▶ [Problem to work on]
From the records below, copy out each line that has the word "Stopped".

-*-*-

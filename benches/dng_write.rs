use criterion::{black_box, criterion_group, criterion_main, Criterion, BenchmarkId};
use prawdec_rs::dng_pipeline::decode::DecodedFrame;
use prawdec_rs::dng_pipeline::{FrameMetadata, SampleLayout, StandardDngWriter};
use std::io::Cursor;

fn generate_mock_frame(width: u32, height: u32, bits: u16) -> DecodedFrame {
    let max = (1u32 << bits) - 1;
    let pixels = (0..width * height)
        .map(|i| ((i * 37) % (max + 1)) as u16)
        .collect();
    DecodedFrame {
        metadata: FrameMetadata::new(width, height, bits),
        pixels,
    }
}

fn benchmark_frame_sizes(c: &mut Criterion) {
    let mut group = c.benchmark_group("dng_by_size");

    let sizes = vec![
        (640, 360, "640x360"),
        (1920, 1080, "1920x1080"),
        (4096, 2160, "4096x2160"),
    ];

    for (width, height, label) in sizes {
        let frame = generate_mock_frame(width, height, 12);

        group.bench_with_input(BenchmarkId::from_parameter(label), &frame, |b, frame| {
            let writer = StandardDngWriter::new();

            b.iter(|| {
                let mut output = Cursor::new(Vec::new());
                let _ = writer.encode(black_box(frame), &mut output);
            });
        });
    }

    group.finish();
}

fn benchmark_sample_layouts(c: &mut Criterion) {
    let mut group = c.benchmark_group("sample_layouts");
    let frame = generate_mock_frame(1920, 1080, 12);

    let layouts = vec![
        (SampleLayout::Packed, "packed"),
        (SampleLayout::Widened16, "widened16"),
    ];

    for (layout, label) in layouts {
        group.bench_with_input(BenchmarkId::from_parameter(label), &frame, |b, frame| {
            let writer = StandardDngWriter::new().with_layout(layout);

            b.iter(|| {
                let mut output = Cursor::new(Vec::new());
                let _ = writer.encode(black_box(frame), &mut output);
            });
        });
    }

    group.finish();
}

criterion_group!(benches, benchmark_frame_sizes, benchmark_sample_layouts);
criterion_main!(benches);
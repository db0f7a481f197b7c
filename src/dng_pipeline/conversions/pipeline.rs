use std::path::Path;

use tracing::{debug, debug_span, error, info, instrument, warn};

use crate::dng_pipeline::{
    asset::{AssetOpener, MovAssetOpener},
    common::error::Result,
    common::timing::Timer,
    conversions::job::{ConversionJob, JobOutcome, JobState, JobSummary},
    conversions::progress::{CancellationToken, FrameProgress},
    conversions::types::ConversionConfig,
    decode::{DecodingEngine, FrameDecoder, PackedRawEngine},
    dng::{DngWriter, OutputNaming, StandardDngWriter},
    metadata::MetadataExtractor,
};

/// Converts one clip into a DNG sequence on the calling thread.
pub struct ProResRawToDngPipeline<O: AssetOpener, E: DecodingEngine, W: DngWriter> {
    opener: O,
    decoder: FrameDecoder<E>,
    writer: W,
    extractor: MetadataExtractor,
    config: ConversionConfig,
}

impl ProResRawToDngPipeline<MovAssetOpener, PackedRawEngine, StandardDngWriter> {
    pub fn new(config: ConversionConfig) -> Self {
        Self::with_custom(MovAssetOpener, PackedRawEngine, config.dng_writer(), config)
    }
}

/// How the frame loop ended when it did not fail.
enum Stopped {
    Finished,
    Cancelled,
}

impl<O: AssetOpener, E: DecodingEngine, W: DngWriter> ProResRawToDngPipeline<O, E, W> {
    pub fn with_custom(opener: O, engine: E, writer: W, config: ConversionConfig) -> Self {
        Self {
            opener,
            decoder: FrameDecoder::new(engine),
            writer,
            extractor: config.metadata_extractor(),
            config,
        }
    }

    pub fn config(&self) -> &ConversionConfig {
        &self.config
    }

    /// Converts every frame of `input` into `output_dir`.
    ///
    /// `on_progress` receives the fraction of frames written after each
    /// frame; the last value of a completed job is exactly 1.0. `cancel` is
    /// checked before each frame is decoded and again before it is written.
    #[instrument(skip_all, fields(input = %input.display(), output = %output_dir.display()))]
    pub fn run(
        &self,
        input: &Path,
        output_dir: &Path,
        cancel: &CancellationToken,
        on_progress: &mut dyn FnMut(f64),
    ) -> JobOutcome {
        let mut job = ConversionJob::new(input, output_dir);
        let mut summary = JobSummary::default();

        if cancel.is_cancelled() {
            warn!("Conversion cancelled before start");
            job.transition(JobState::Cancelled);
            return JobOutcome::Cancelled(summary);
        }

        job.transition(JobState::Running);
        info!("Starting ProRes RAW to DNG conversion");

        let result = self.convert_frames(&mut job, &mut summary, cancel, on_progress);
        summary.frame_count = job.frame_count();
        summary.frames_written = job.frames_written();

        match result {
            Ok(Stopped::Finished) => {
                job.transition(JobState::Completed);
                info!(
                    frames = summary.frames_written,
                    elapsed_ms = summary.timings.total_duration().as_secs_f64() * 1000.0,
                    "Conversion complete"
                );
                debug!("Timings:\n{}", summary.timings.summary());
                JobOutcome::Completed(summary)
            }
            Ok(Stopped::Cancelled) => {
                job.transition(JobState::Cancelled);
                warn!(
                    written = summary.frames_written,
                    total = summary.frame_count,
                    "Conversion cancelled"
                );
                JobOutcome::Cancelled(summary)
            }
            Err(error) => {
                job.transition(JobState::Failed);
                error!(
                    written = summary.frames_written,
                    frame = ?error.frame_index(),
                    "Conversion failed: {}",
                    error
                );
                JobOutcome::Failed { error, summary }
            }
        }
    }

    fn convert_frames(
        &self,
        job: &mut ConversionJob,
        summary: &mut JobSummary,
        cancel: &CancellationToken,
        on_progress: &mut dyn FnMut(f64),
    ) -> Result<Stopped> {
        let timer = Timer::start("open_asset");
        let mut reader = self.opener.open(job.input_path())?;
        summary.timings.record(timer);

        let info = reader.info().clone();
        let defaults = self.extractor.asset_defaults(&info)?;
        let frame_count = reader.frame_count();
        job.set_frame_count(frame_count);

        std::fs::create_dir_all(job.output_dir())?;
        let naming = OutputNaming::for_input(
            job.input_path(),
            self.config.file_prefix.as_deref(),
            self.config.index_width,
            frame_count,
        );
        info!(
            frames = frame_count,
            width = defaults.width,
            height = defaults.height,
            bits = defaults.bits_per_sample,
            prefix = naming.prefix(),
            "Asset ready"
        );

        let mut progress = FrameProgress::new(frame_count);
        for index in 0..frame_count {
            if cancel.is_cancelled() {
                return Ok(Stopped::Cancelled);
            }
            let _span = debug_span!("frame", index).entered();

            let timer = Timer::start("read_sample");
            let sample = reader.read_sample(index)?;
            summary.timings.record(timer);

            let metadata = self.extractor.frame_metadata(&defaults, &sample, &info)?;

            let timer = Timer::start("decode");
            let frame = self.decoder.decode(&sample, metadata)?;
            summary.timings.record(timer);

            if cancel.is_cancelled() {
                debug!("Dropping decoded frame after cancellation");
                return Ok(Stopped::Cancelled);
            }

            let path = naming.path(job.output_dir(), index);
            let timer = Timer::start("write_dng");
            self.writer.write(frame, &path)?;
            summary.timings.record(timer);

            job.frame_written();
            summary.output_files.push(path);
            on_progress(progress.advance());
        }

        Ok(Stopped::Finished)
    }
}
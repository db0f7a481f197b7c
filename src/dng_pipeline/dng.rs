//! DNG writing module
//!
//! This module encodes decoded sensor mosaics as single-IFD CinemaDNG
//! frames and names the files of a sequence.

mod naming;
pub mod reader;
mod standard_dng_writer;
pub mod tags;
pub mod types;
mod writer;

pub use naming::OutputNaming;
pub use reader::DngFile;
pub use standard_dng_writer::{DEFAULT_SOFTWARE, StandardDngWriter};
pub use tags::{DngTagSet, TagValue};
pub use types::SampleLayout;
pub use writer::DngWriter;
use std::ffi::OsString;
use std::io::Write;
use std::process::ExitCode;

use clap::{Parser, Subcommand};
use shm_open::SharedMemory;
use tracing_subscriber::EnvFilter;

type Failure = Box<dyn std::error::Error>;

fn main() -> ExitCode {
    let AttachCommand { action } = AttachCommand::parse();

    tracing_subscriber::fmt()
        .with_env_filter(EnvFilter::from_default_env())
        .with_writer(std::io::stderr)
        .init();

    match run(action) {
        Ok(()) => ExitCode::SUCCESS,
        Err(err) => {
            tracing::debug!(?err, "failed");
            eprintln!("shm-attach: {err}");
            ExitCode::FAILURE
        }
    }
}

#[derive(Parser)]
#[command(version, about)]
struct AttachCommand {
    #[command(subcommand)]
    action: Action,
}

#[derive(Subcommand)]
enum Action {
    /// Print the name, length and content up to the first NUL byte, then close again.
    Dump {
        #[arg(help = "The name of the existing segment")]
        name: String,
        #[arg(help = "The number of bytes to map")]
        length: usize,
    },
    /// Copy bytes of the segment to stdout.
    Read {
        name: String,
        length: usize,
        #[arg(long, default_value_t = 0)]
        offset: usize,
        /// Number of bytes, up to the end of the mapping by default.
        #[arg(long)]
        count: Option<usize>,
    },
    /// Copy the bytes of DATA into the segment.
    Write {
        name: String,
        length: usize,
        data: OsString,
        #[arg(long, default_value_t = 0)]
        offset: usize,
    },
}

fn run(action: Action) -> Result<(), Failure> {
    match action {
        Action::Dump { name, length } => {
            let mut shm = SharedMemory::open(&name, length)?;
            let content = shm.as_slice()?;
            let end = content.iter().position(|&b| b == 0).unwrap_or(content.len());

            let mut out = std::io::stdout().lock();
            writeln!(out, "name:    {}", shm.name())?;
            writeln!(out, "length:  {}", shm.len())?;
            writeln!(out, "content: {}", String::from_utf8_lossy(&content[..end]))?;

            shm.close()?;
            writeln!(out, "name:    {}", shm.name())?;
            writeln!(out, "length:  {}", shm.len())?;
            writeln!(out, "content: <closed>")?;
        }
        Action::Read {
            name,
            length,
            offset,
            count,
        } => {
            let mut shm = SharedMemory::open(&name, length)?;
            let count = count.unwrap_or(length.saturating_sub(offset));
            let bytes = shm
                .as_slice()?
                .get(offset..)
                .and_then(|tail| tail.get(..count))
                .ok_or_else(|| out_of_bounds(offset, count, length))?;

            let mut out = std::io::stdout().lock();
            out.write_all(bytes)?;
            out.flush()?;
            shm.close()?;
        }
        Action::Write {
            name,
            length,
            data,
            offset,
        } => {
            let data = data.as_encoded_bytes();
            let mut shm = SharedMemory::open(&name, length)?;
            shm.as_mut_slice()?
                .get_mut(offset..)
                .and_then(|tail| tail.get_mut(..data.len()))
                .ok_or_else(|| out_of_bounds(offset, data.len(), length))?
                .copy_from_slice(data);

            tracing::info!(name, offset, len = data.len(), "wrote to segment");
            shm.close()?;
        }
    }

    Ok(())
}

fn out_of_bounds(offset: usize, count: usize, length: usize) -> Failure {
    format!("{count} bytes at offset {offset} do not fit a mapping of {length} bytes").into()
}
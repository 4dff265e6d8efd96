//! Legacy System V shared memory, `shmget` and `shmat`.
//!
//! System V segments are not named. Producers and consumers instead agree on an existing file
//! and derive the segment key from it with `ftok`. This backend places that file in a key
//! directory under the segment name, see [`KeyDir`] for how the directory is found.
use alloc::sync::Arc;
use core::ffi::{c_int, c_void, CStr};
use core::ptr::NonNull;
use std::ffi::CString;
use std::os::unix::ffi::OsStringExt;
use std::path::{Path, PathBuf};

use super::Backend;
use crate::OsError;

/// Environment variable that overrides the automatic key directory.
pub const KEY_DIR_ENV: &str = "SHM_OPEN_KEY_DIR";

/// The `ftok` project id used unless configured otherwise.
pub const DEFAULT_PROJECT: c_int = 1;

/// Attach through `ftok`, `shmget`, `shmat` and `shmdt`.
#[derive(Clone)]
pub struct SysV {
    vtable: Arc<SysvVTable>,
    dir: KeyDir,
    project: c_int,
}

/// Where the files backing segment keys live.
#[derive(Clone, Debug, Default, PartialEq, Eq)]
pub enum KeyDir {
    /// Pick the first of: `$SHM_OPEN_KEY_DIR`, `/dev/shm` if it is a directory, `$TMPDIR`, `/tmp`.
    ///
    /// The order matches what existing producers of such segments look for.
    #[default]
    Auto,
    /// Always use this directory.
    Path(PathBuf),
}

/// A table of OS functions, see [`PosixVTable`](super::posix::PosixVTable) for the conventions.
#[non_exhaustive]
pub struct SysvVTable {
    pub ftok: fn(path: &CStr, project: c_int) -> libc::key_t,
    /// `shmget` of an existing segment.
    pub shmget: fn(key: libc::key_t, size: usize, flags: c_int) -> c_int,
    /// Simplified `shmat`, the OS chooses the address.
    pub shmat: fn(id: c_int) -> *mut c_void,
    pub shmdt: fn(*const c_void) -> c_int,
    pub errno: fn() -> c_int,
}

impl KeyDir {
    pub fn resolve(&self) -> PathBuf {
        match self {
            KeyDir::Path(path) => path.clone(),
            KeyDir::Auto => {
                if let Some(dir) = std::env::var_os(KEY_DIR_ENV) {
                    return PathBuf::from(dir);
                }

                let shm = Path::new("/dev/shm");
                if shm.is_dir() {
                    return shm.to_owned();
                }

                std::env::var_os("TMPDIR")
                    .map_or_else(|| PathBuf::from("/tmp"), PathBuf::from)
            }
        }
    }
}

impl SysV {
    /// Create a `SysV` backend from a customized vtable.
    ///
    /// # Safety
    ///
    /// The VTable must contain functions that implement the System V shared memory interface.
    /// `shmat` must return `(void*)-1` or an attachment valid until the matching `shmdt`.
    pub unsafe fn new_unchecked(vtable: SysvVTable) -> Self {
        SysV {
            vtable: Arc::new(vtable),
            dir: KeyDir::Auto,
            project: DEFAULT_PROJECT,
        }
    }

    pub fn new() -> Self {
        // Safety: the libc functions are the reference for the interface.
        unsafe { Self::new_unchecked(SysvVTable::new_libc()) }
    }

    /// Derive keys from files in this directory instead of guessing one.
    pub fn with_dir(self, dir: impl Into<PathBuf>) -> Self {
        SysV {
            dir: KeyDir::Path(dir.into()),
            ..self
        }
    }

    pub fn with_project(self, project: c_int) -> Self {
        SysV { project, ..self }
    }

    /// The file whose identity determines the key of segment `name`.
    pub fn key_path(&self, name: &str) -> PathBuf {
        self.dir.resolve().join(name)
    }

    fn errno(&self) -> OsError {
        OsError::from_raw((self.vtable.errno)())
    }
}

impl Default for SysV {
    fn default() -> Self {
        SysV::new()
    }
}

impl Backend for SysV {
    type Handle = c_int;

    fn acquire(&self, name: &str, len: usize) -> Result<c_int, OsError> {
        let path = self.key_path(name);
        tracing::trace!(path = %path.display(), project = self.project, "ftok");

        let path = CString::new(path.into_os_string().into_vec())
            .map_err(|_| OsError::from_raw(libc::EINVAL))?;

        let key = (self.vtable.ftok)(&path, self.project);
        if key == -1 {
            return Err(self.errno());
        }

        tracing::trace!(key, len, "shmget");
        match (self.vtable.shmget)(key, len, 0o600) {
            -1 => Err(self.errno()),
            id => Ok(id),
        }
    }

    fn map(&self, id: c_int, _: usize) -> Result<NonNull<u8>, OsError> {
        tracing::trace!(id, "shmat");
        let ptr = (self.vtable.shmat)(id);
        if ptr as isize == -1 {
            return Err(self.errno());
        }

        NonNull::new(ptr.cast()).ok_or(OsError::from_raw(libc::EFAULT))
    }

    unsafe fn unmap(&self, ptr: NonNull<u8>, _: usize) -> Result<(), OsError> {
        tracing::trace!(?ptr, "shmdt");
        match (self.vtable.shmdt)(ptr.as_ptr().cast_const().cast()) {
            0 => Ok(()),
            _ => Err(self.errno()),
        }
    }

    /// Segment ids are not owned by the process, detaching was the only release step.
    unsafe fn release(&self, _: c_int) -> Result<(), OsError> {
        Ok(())
    }
}

impl SysvVTable {
    pub fn new_libc() -> Self {
        fn _ftok(path: &CStr, project: c_int) -> libc::key_t {
            // Safety: `path` is a valid nul-terminated string.
            unsafe { libc::ftok(path.as_ptr(), project) }
        }

        fn _shmget(key: libc::key_t, size: usize, flags: c_int) -> c_int {
            unsafe { libc::shmget(key, size, flags) }
        }

        fn _shmat(id: c_int) -> *mut c_void {
            unsafe { libc::shmat(id, core::ptr::null(), 0) }
        }

        fn _shmdt(addr: *const c_void) -> c_int {
            unsafe { libc::shmdt(addr) }
        }

        fn _errno() -> c_int {
            OsError::last().raw()
        }

        SysvVTable {
            ftok: _ftok,
            shmget: _shmget,
            shmat: _shmat,
            shmdt: _shmdt,
            errno: _errno,
        }
    }
}
//! Windows named file-mapping objects.
use alloc::sync::Arc;
use core::ffi::c_void;
use core::ptr::NonNull;

use windows_sys::Win32::Foundation::{CloseHandle, GetLastError, BOOL, FALSE, HANDLE};
use windows_sys::Win32::System::Memory::{
    MapViewOfFile, OpenFileMappingW, UnmapViewOfFile, FILE_MAP_READ, FILE_MAP_WRITE,
    MEMORY_MAPPED_VIEW_ADDRESS,
};

use super::Backend;
use crate::OsError;

// https://learn.microsoft.com/en-us/windows/win32/api/memoryapi/nf-memoryapi-openfilemappingw
// https://learn.microsoft.com/en-us/windows/win32/api/memoryapi/nf-memoryapi-mapviewoffile

/// Attach through `OpenFileMappingW`, `MapViewOfFile`, `UnmapViewOfFile` and `CloseHandle`.
#[derive(Clone)]
pub struct Windows {
    inner: Arc<Inner>,
}

struct Inner {
    vtable: WindowsVTable,
}

/// A table of OS functions, see [`Windows::new_unchecked`].
#[non_exhaustive]
pub struct WindowsVTable {
    /// `OpenFileMappingW` without handle inheritance, `name` is nul-terminated.
    pub open_file_mapping: fn(access: u32, name: &[u16]) -> HANDLE,
    /// `MapViewOfFile` at offset zero.
    pub map_view: fn(handle: HANDLE, access: u32, len: usize) -> *mut c_void,
    pub unmap_view: fn(*mut c_void) -> BOOL,
    pub close_handle: fn(HANDLE) -> BOOL,
    pub last_error: fn() -> u32,

    pub file_map_read: u32,
    pub file_map_write: u32,
}

/// The object name passed to the OS for a segment name, nul-terminated UTF-16.
///
/// The name is used literally. Namespace prefixes such as `Local\` are part of the name.
pub fn wide_name(name: &str) -> Vec<u16> {
    name.encode_utf16().chain(core::iter::once(0)).collect()
}

impl Windows {
    /// Create a `Windows` backend from a customized vtable.
    ///
    /// # Safety
    ///
    /// The VTable must contain functions that implement the file-mapping interface. `map_view`
    /// must return null or a view of at least the requested length.
    pub unsafe fn new_unchecked(vtable: WindowsVTable) -> Self {
        Windows {
            inner: Arc::new(Inner { vtable }),
        }
    }

    pub fn new() -> Self {
        // Safety: the system functions are the reference for the interface.
        unsafe { Self::new_unchecked(WindowsVTable::new_system()) }
    }

    fn last_error(&self) -> OsError {
        OsError::from_raw((self.inner.vtable.last_error)() as i32)
    }

    fn access(&self) -> u32 {
        self.inner.vtable.file_map_read | self.inner.vtable.file_map_write
    }
}

impl Default for Windows {
    fn default() -> Self {
        Windows::new()
    }
}

impl Backend for Windows {
    type Handle = HANDLE;

    fn acquire(&self, name: &str, _: usize) -> Result<HANDLE, OsError> {
        let wide = wide_name(name);

        tracing::trace!(name, "OpenFileMappingW");
        match (self.inner.vtable.open_file_mapping)(self.access(), &wide) {
            0 => Err(self.last_error()),
            handle => Ok(handle),
        }
    }

    fn map(&self, handle: HANDLE, len: usize) -> Result<NonNull<u8>, OsError> {
        tracing::trace!(handle, len, "MapViewOfFile");
        let ptr = (self.inner.vtable.map_view)(handle, self.access(), len);
        NonNull::new(ptr.cast()).ok_or_else(|| self.last_error())
    }

    unsafe fn unmap(&self, ptr: NonNull<u8>, _: usize) -> Result<(), OsError> {
        tracing::trace!(?ptr, "UnmapViewOfFile");
        match (self.inner.vtable.unmap_view)(ptr.as_ptr().cast()) {
            FALSE => Err(self.last_error()),
            _ => Ok(()),
        }
    }

    unsafe fn release(&self, handle: HANDLE) -> Result<(), OsError> {
        tracing::trace!(handle, "CloseHandle");
        match (self.inner.vtable.close_handle)(handle) {
            FALSE => Err(self.last_error()),
            _ => Ok(()),
        }
    }
}

impl WindowsVTable {
    pub fn new_system() -> Self {
        fn _open_file_mapping(access: u32, name: &[u16]) -> HANDLE {
            debug_assert_eq!(name.last(), Some(&0));
            // Safety: `name` is a nul-terminated wide string.
            unsafe { OpenFileMappingW(access, FALSE, name.as_ptr()) }
        }

        fn _map_view(handle: HANDLE, access: u32, len: usize) -> *mut c_void {
            unsafe { MapViewOfFile(handle, access, 0, 0, len).Value }
        }

        fn _unmap_view(addr: *mut c_void) -> BOOL {
            unsafe { UnmapViewOfFile(MEMORY_MAPPED_VIEW_ADDRESS { Value: addr }) }
        }

        fn _close_handle(handle: HANDLE) -> BOOL {
            unsafe { CloseHandle(handle) }
        }

        fn _last_error() -> u32 {
            // Safety: `GetLastError`'s internal errno is stored using TLS.
            unsafe { GetLastError() }
        }

        WindowsVTable {
            open_file_mapping: _open_file_mapping,
            map_view: _map_view,
            unmap_view: _unmap_view,
            close_handle: _close_handle,
            last_error: _last_error,
            file_map_read: FILE_MAP_READ,
            file_map_write: FILE_MAP_WRITE,
        }
    }
}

-*-*-

▶ [Task solution]
enum Stopped {
            Ok(Stopped::Finished) => {
            Ok(Stopped::Cancelled) => {
    ) -> Result<Stopped> {
                return Ok(Stopped::Cancelled);
                return Ok(Stopped::Cancelled);
        Ok(Stopped::Finished)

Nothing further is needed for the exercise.